Figure 2. The chemical structure of 15 components in six essential oils. The relative content of each component was more than 4%.
The chemical composition of essential oil is influenced by various factors. Some components have been previously reported in the essential oils of Lamiaceae species. For example, PFEO is proposed to mainly contain linalool (46.55%) and 2-hexanoylfuran (30.79%); ROEO is composed of α-pinene (45.35%) and D-limonene (18.42%); PCEO mainly contains patchouli alcohol (28.27%), α-bulnesene (18.29%), and α-guaiene (14.53%); LAEO mainly includes isononyl acetate (22.52%), α-pinene (11.47%), and benzyl acetone (10.93%); and SJEO mainly contains o-cymene (41.20%), (Z, E)-α-farnesene (10.82%), and γ-muurolene (9.89%) (Luo et al., 2019).

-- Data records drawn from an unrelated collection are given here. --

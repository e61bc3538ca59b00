//! Sign-in and registration command handlers.

use anyhow::{Result, anyhow};
use focus_core::auth::{
    AuthClient, AuthForm, Credentials, FailureKind, FlowKind, HttpTransport, Outcome,
    RegistrationRequest, RequestState, Route, Submission,
};
use focus_core::interrupt::{self, InterruptedError};
use tokio_util::sync::CancellationToken;

use crate::presenter::TerminalPresenter;

/// The flow ended in a failure that was already shown to the user.
#[derive(Debug)]
pub struct FlowFailed;

impl std::fmt::Display for FlowFailed {
    fn fmt(&self, f: &mut std::fmt::Formatter<'_>) -> std::fmt::Result {
        write!(f, "Flow failed")
    }
}

impl std::error::Error for FlowFailed {}

pub async fn sign_in(base_url: String, credentials: Credentials) -> Result<()> {
    submit(base_url, credentials).await
}

pub async fn register(base_url: String, request: RegistrationRequest) -> Result<()> {
    submit(base_url, request).await
}

async fn submit<F: AuthForm>(base_url: String, form: F) -> Result<()> {
    let flow = F::spec().kind;
    let client = AuthClient::new(HttpTransport::new()?, base_url);
    let state = RequestState::new();
    let cancel = CancellationToken::new();
    interrupt::cancel_on_ctrl_c(&cancel);

    let mut presenter = TerminalPresenter::stdio();
    let submission = client.submit(&state, form, &mut presenter, &cancel).await;
    cancel.cancel();

    finish(flow, &submission)
}

/// Maps a finished submission to the process result.
fn finish(flow: FlowKind, submission: &Submission) -> Result<()> {
    match submission {
        Submission::Completed(Outcome::Success(body)) => {
            if let Some(username) = body.profile().and_then(|profile| profile.username) {
                match flow {
                    FlowKind::SignIn => println!("Signed in as {username}"),
                    FlowKind::Register => println!("Welcome, {username}"),
                }
            }
            Ok(())
        }
        Submission::Completed(Outcome::Failure(failure)) => {
            if failure.kind == FailureKind::Rejected {
                eprintln!("{}", reciprocal_hint(flow));
            }
            Err(FlowFailed.into())
        }
        Submission::Invalid(_) => Err(FlowFailed.into()),
        Submission::Cancelled => Err(InterruptedError.into()),
        Submission::Ignored => Err(anyhow!("A request is already in progress")),
    }
}

fn reciprocal_hint(flow: FlowKind) -> String {
    match flow.reciprocal() {
        Route::SignUp => "Don't have an account? Sign up with `focus register`".to_string(),
        Route::SignIn | Route::FocusScreen => {
            "Already have an account? Log in with `focus signin`".to_string()
        }
    }
}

Our results indicated that the six Lamiaceae essential oils have diverse chemical compositions, and they could serve as good sources of eugenol, patchouli alcohol, linalool, eucalyptol, β-caryophyllene, terpenyl acetate, chavibetol, camphor, γ-terpineol, borneol, and α-pinene. Some of these essential oils have been reported to demonstrate promising antioxidant, anti-nociceptive, anti-cardiotoxicity, anti-cancer, and anti-inflammatory activities (Sharma et al., 1994; Santos and Rao, 2000; Khan et al., 2014; Vyry Wouatsa et al., 2014; Fidyt et al., 2016; Mamadalieva et al., 2017; Nieto, 2017; Lian et al., 2018; Liu et al., 2018; de Souza et al., 2019; Luo et al., 2019; Oner et al., 2019).
Anti-arthritis activity of the six essential oils
As shown in Figure 3, all the six Lamiaceae essential oils displayed inhibitory effects on adjuvant arthritis in rats. Compared to the model group, PCEO, PFEO, ROEO, SJEO, LAEO, and AREO at a concentration of 100 mg/kg exhibited inhibitory effects on arthritis, among which PFEO manifested the highest anti-inflammatory activity, while PCEO showed the lowest. This result was consistent with that obtained from the PC group (ibuprofen treatment), which is effective for alleviating joint swelling in the rat models of arthritis.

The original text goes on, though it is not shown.